Только тут пришла Ульяна Белогруд в себя, поднялась с земли — и вдруг ощутила обёрнутое вокруг тела знамя. Клубок радости, от которого захватило дыхание, поднялся ей к горлу. Она встала, развернула материю, распорола холст и вынула алое полотнище, расшитое золотом и шёлком. Мать и дочь растянули его руками и пошли с ним от догоравшей хаты через пылающую деревню к реке. А на другом берегу спускались по откосу к броду первые отряды солдат в знакомой, родной форме, в запылённых и выгоревших гимнастёрках, с налётом если, выступившим на лопатках, с автоматами в руках.

Ну, что ещё можно к этому добавить? Бойцы Насонов, Ожерелов, Яковлев и Савельев успешно партизанили на Полтавщине, сколотили свой отряд и с ним вместе пробились через фронт к нашим наступающим частям. Они нашли большого командира, вместе с ним приехали в Попивку, взяли знамя у Белогрудов, и с соответствующими воинскими почестями оно было возвращено в танковое соединение, в составе которого был возрождён танковый полк.

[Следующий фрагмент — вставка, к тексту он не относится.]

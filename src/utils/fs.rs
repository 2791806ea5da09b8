// src/utils/fs.rs

//! Filesystem helpers: name sanitizing and all-or-nothing writes.

use std::path::{Path, PathBuf};

use tokio::io::AsyncWriteExt;
use unicode_segmentation::UnicodeSegmentation;

use crate::error::Result;

/// Placeholder used when a filename cannot be trusted.
pub const PLACEHOLDER_NAME: &str = "attachment";

/// Maximum title length (in graphemes) used in folder names.
pub const MAX_TITLE_GRAPHEMES: usize = 80;

/// Suffix for files that are still being written.
const PARTIAL_SUFFIX: &str = ".part";

/// Replace filesystem-unsafe characters and collapse whitespace.
pub fn sanitize_filename(name: &str) -> String {
    let replaced: String = name
        .chars()
        .map(|c| match c {
            '/' | '\\' | ':' | '*' | '?' | '"' | '<' | '>' | '|' => '_',
            c if c.is_control() => ' ',
            c => c,
        })
        .collect();

    let collapsed = replaced.split_whitespace().collect::<Vec<_>>().join(" ");
    let trimmed = collapsed.trim_matches(|c: char| c == '.' || c == ' ');

    if trimmed.is_empty() {
        PLACEHOLDER_NAME.to_string()
    } else {
        trimmed.to_string()
    }
}

/// Sanitized, length-bounded title for use in a folder name.
pub fn sanitize_title(title: &str) -> String {
    let sanitized = sanitize_filename(title);
    let truncated: String = sanitized.graphemes(true).take(MAX_TITLE_GRAPHEMES).collect();
    truncated.trim_end().to_string()
}

/// Whether a decoded filename shows signs of a wrong charset.
///
/// UTF-8 bytes read as Latin-1 yield C1 controls and `Ã`/`ì`-style pairs;
/// failed decodes leave U+FFFD.
pub fn is_garbled(name: &str) -> bool {
    if name.contains('\u{FFFD}') {
        return true;
    }
    if name.chars().any(|c| ('\u{0080}'..='\u{009F}').contains(&c)) {
        return true;
    }
    let chars: Vec<char> = name.chars().collect();
    chars.windows(2).any(|pair| {
        matches!(pair[0], '\u{00C2}'..='\u{00EF}') && matches!(pair[1], '\u{00A0}'..='\u{00BF}')
    })
}

/// Pick a path inside `dir` that does not collide with an existing file.
pub fn unique_path(dir: &Path, file_name: &str) -> PathBuf {
    let candidate = dir.join(file_name);
    if !candidate.exists() {
        return candidate;
    }

    let (stem, ext) = match file_name.rsplit_once('.') {
        Some((stem, ext)) if !stem.is_empty() => (stem, Some(ext)),
        _ => (file_name, None),
    };
    (1..)
        .map(|n| match ext {
            Some(ext) => dir.join(format!("{stem}_{n}.{ext}")),
            None => dir.join(format!("{stem}_{n}")),
        })
        .find(|path| !path.exists())
        .unwrap_or(candidate)
}

/// Temporary sibling path used while a file is being written.
pub fn partial_path(path: &Path) -> PathBuf {
    let mut name = path
        .file_name()
        .map(|n| n.to_os_string())
        .unwrap_or_default();
    name.push(PARTIAL_SUFFIX);
    path.with_file_name(name)
}

/// Write bytes atomically (write to temp, then rename).
pub async fn write_atomic(path: &Path, bytes: &[u8]) -> Result<()> {
    if let Some(parent) = path.parent() {
        tokio::fs::create_dir_all(parent).await?;
    }

    let tmp = partial_path(path);
    let written = async {
        let mut file = tokio::fs::File::create(&tmp).await?;
        file.write_all(bytes).await?;
        file.flush().await?;
        drop(file);
        tokio::fs::rename(&tmp, path).await
    }
    .await;

    if let Err(e) = written {
        let _ = tokio::fs::remove_file(&tmp).await;
        return Err(e.into());
    }
    Ok(())
}

#[cfg(test)]
mod tests {
    use super::*;
    use tempfile::TempDir;

    #[test]
    fn test_sanitize_unsafe_characters() {
        assert_eq!(
            sanitize_filename("2025년 공고: 모집/선정 <결과>?.hwp"),
            "2025년 공고_ 모집_선정 _결과__.hwp"
        );
    }

    #[test]
    fn test_sanitize_empty_uses_placeholder() {
        assert_eq!(sanitize_filename("  ..  "), PLACEHOLDER_NAME);
        assert_eq!(sanitize_filename("///"), "___");
    }

    #[test]
    fn test_sanitize_title_truncates_on_graphemes() {
        let long = "가".repeat(200);
        let title = sanitize_title(&long);
        assert_eq!(title.chars().count(), MAX_TITLE_GRAPHEMES);
    }

    #[test]
    fn test_garbled_detection() {
        assert!(is_garbled("ê³µê³ ë¬¸.hwp"));
        assert!(is_garbled("file\u{FFFD}.pdf"));
        assert!(!is_garbled("공고문.hwp"));
        assert!(!is_garbled("report-2025.pdf"));
        assert!(!is_garbled("Café.pdf"));
    }

    #[test]
    fn test_unique_path_appends_counter() {
        let tmp = TempDir::new().unwrap();
        std::fs::write(tmp.path().join("a.pdf"), b"x").unwrap();
        std::fs::write(tmp.path().join("a_1.pdf"), b"x").unwrap();
        assert_eq!(unique_path(tmp.path(), "a.pdf"), tmp.path().join("a_2.pdf"));
        assert_eq!(unique_path(tmp.path(), "b.pdf"), tmp.path().join("b.pdf"));
    }

    #[tokio::test]
    async fn test_write_atomic_leaves_no_partial() {
        let tmp = TempDir::new().unwrap();
        let path = tmp.path().join("nested").join("content.md");
        write_atomic(&path, b"# title").await.unwrap();

        assert_eq!(std::fs::read(&path).unwrap(), b"# title");
        assert!(!partial_path(&path).exists());
    }
}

И вот теперь, перед тем как новобранцы-танкисты приносят в этом полку присягу, офицеры рассказывают им историю их боевого знамени, сохранённого беззаветным героизмом советских людей от вражеских рук, знамени, которое возрождённый полк с боями пронёс через всю Украину в Румынию, а потом от Тарнополя через Польшу, через пять немецких провинций в Берлин.

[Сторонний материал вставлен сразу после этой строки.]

//! Announcement data structures.

use std::fmt;

use chrono::{Datelike, NaiveDate};
use serde::{Deserialize, Serialize};

/// One row of a listing page, as scraped.
#[derive(Debug, Clone, Default, PartialEq, Eq, Serialize, Deserialize)]
pub struct ListingEntry {
    pub title: String,

    /// Date text exactly as displayed in the row
    pub raw_date_text: String,

    /// Plain `href` value, if any
    pub link: Option<String>,

    /// Inline script handler text (e.g. an `onclick` call)
    pub inline_handler: Option<String>,

    /// Pre-computed detail URL carried by the markup
    pub explicit_action: Option<String>,
}

/// A calendar date without time component.
#[derive(Debug, Clone, Copy, PartialEq, Eq, PartialOrd, Ord, Hash, Serialize, Deserialize)]
pub struct AnnouncementDate(NaiveDate);

impl AnnouncementDate {
    pub fn new(date: NaiveDate) -> Self {
        Self(date)
    }

    pub fn from_ymd(year: i32, month: u32, day: u32) -> Option<Self> {
        NaiveDate::from_ymd_opt(year, month, day).map(Self)
    }

    pub fn date(&self) -> NaiveDate {
        self.0
    }

    pub fn year(&self) -> i32 {
        self.0.year()
    }

    pub fn is_before(&self, other: &Self) -> bool {
        self < other
    }
}

impl fmt::Display for AnnouncementDate {
    fn fmt(&self, f: &mut fmt::Formatter<'_>) -> fmt::Result {
        write!(f, "{}", self.0.format("%Y-%m-%d"))
    }
}

impl From<NaiveDate> for AnnouncementDate {
    fn from(date: NaiveDate) -> Self {
        Self(date)
    }
}

/// An attachment reference found on a detail page.
///
/// Script-driven attachments carry their parameters inside `handler`
/// (or inside a `javascript:` pseudo-URL in `url`).
#[derive(Debug, Clone, Default, PartialEq, Eq, Serialize, Deserialize)]
pub struct AttachmentRef {
    pub name: String,
    pub url: Option<String>,
    pub handler: Option<String>,
}

impl AttachmentRef {
    /// Text that script patterns are matched against.
    pub fn script_text(&self) -> Option<&str> {
        self.handler
            .as_deref()
            .filter(|h| !h.trim().is_empty())
            .or_else(|| self.url.as_deref().filter(|u| is_script_url(u)))
    }

    /// The declared URL when it is an ordinary, fetchable link.
    pub fn plain_url(&self) -> Option<&str> {
        self.url.as_deref().map(str::trim).filter(|u| {
            !u.is_empty() && *u != "#" && !u.starts_with('#') && !is_script_url(u)
        })
    }
}

fn is_script_url(url: &str) -> bool {
    url.trim_start().to_ascii_lowercase().starts_with("javascript:")
}

/// Everything extracted from one detail page.
#[derive(Debug, Clone, PartialEq, Eq, Serialize, Deserialize)]
pub struct DetailContent {
    pub url: String,
    pub body: String,
    pub date: Option<AnnouncementDate>,
    pub attachments: Vec<AttachmentRef>,
}

#[cfg(test)]
mod tests {
    use super::*;

    #[test]
    fn test_date_ordering() {
        let a = AnnouncementDate::from_ymd(2024, 12, 31).unwrap();
        let b = AnnouncementDate::from_ymd(2025, 1, 1).unwrap();
        assert!(a.is_before(&b));
        assert!(!b.is_before(&a));
        assert_eq!(a.to_string(), "2024-12-31");
    }

    #[test]
    fn test_script_text_prefers_handler() {
        let attachment = AttachmentRef {
            name: "공고문.hwp".into(),
            url: Some("javascript:void(0)".into()),
            handler: Some("fn_down('a.hwp','b.hwp','/p')".into()),
        };
        assert_eq!(attachment.script_text(), Some("fn_down('a.hwp','b.hwp','/p')"));
        assert_eq!(attachment.plain_url(), None);
    }

    #[test]
    fn test_script_url_used_without_handler() {
        let attachment = AttachmentRef {
            name: "x".into(),
            url: Some("javascript:fileDown('a','b','c')".into()),
            handler: None,
        };
        assert_eq!(
            attachment.script_text(),
            Some("javascript:fileDown('a','b','c')")
        );
    }

    #[test]
    fn test_plain_url_rejects_placeholders() {
        let placeholder = AttachmentRef {
            name: "x".into(),
            url: Some("#".into()),
            handler: None,
        };
        assert_eq!(placeholder.plain_url(), None);

        let real = AttachmentRef {
            name: "x".into(),
            url: Some("/files/a.pdf".into()),
            handler: None,
        };
        assert_eq!(real.plain_url(), Some("/files/a.pdf"));
    }
}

И, отдавая этому знамени воинские почести, полк вместе с теми, кто с честью пронёс его по дорогам войны в столицу врага, чтит и тех, кто сберёг полковую святыню.

Ночь под рождество

Рассказ подпольщика

— Этого самого человека — имя-то я всё-таки изменю, потому что уж очень чудная эта история, — ну, назовём условно, Олексия Кущевого, — знавал я и до войны. Собственно, как знавал: здравствуй, прощай, шапочное знакомство. Раза два видел его в Кривом Роге на стахановских слётах, он тогда со страниц газет не сходил, ну, мне и показали: вон он сидит, этот самый знаменитый Кущевой-то. Потом раз из Москвы мы с ним ехали, ордена нам за руду в Кремле вручали, ну и попали мы с ним на обратном пути в один поезд, в одно купе. Сутки ехали и не разговорились как следует. Он всё в окно глядел да насвистывал. Раз только — какие-то сады мы проезжали, а весна была, сады-то цвели, ну, словно снежные вороха средь зелени белели — он было и принялся мне рассказывать, что хочет у себя на руднике в садике какие-то там мичуринские, особые сорта грушек завести. Но и об этом не успели разговориться. Отвернулся и опять засвистел. Тошно мне с ним стало. Ушёл я к своим ребятам в соседнее купе, там у них и прижился. Я люблю людей — душа нараспашку, чтоб человек и поработать как следует умел, и выпить был бы не дурак, и разговор чтоб хороший держать мог, и чужой разговор — слушать, ну, а в подходящий случай чтоб и песню спел. А это что: едет человек из Москвы, сам Михаил Иванович Трудовое Знамя ему к пиджаку привинтил, а он хотя бы улыбнулся. Долдонит там про какие-то немыслимые грушки.

И больше с тех пор я его и не видел до того самого лихого лета, когда вдруг наше знаменитое Криворожье фронтом стало. Вы помните, как было? Сначала-то мы надеялись, что немца скоро остановят и потом на Берлин пойдут. А позже наши рудничные на Буг куда-то отправились линию обороны копать — ну и на ту линию маленько надеялись. И вдруг — бац, эвакуируют наши заводы! Тут и поняли мы: худо! Неужели с насиженных мест сниматься? Да как снимешься-то? Завод — дело иное: машины, станки разобрал, на платформу и — айда хоть на Дальний Восток. А рудник-то как разберешь? Он весь под землёй. Сверху-то только копёр, подъёмка, а они на кой шут кому нужны! А руда-то, сами знаете, у нас какая! Ох, хороша! Немец давным-давно на неё зарился. Всё с концессиями подбирался.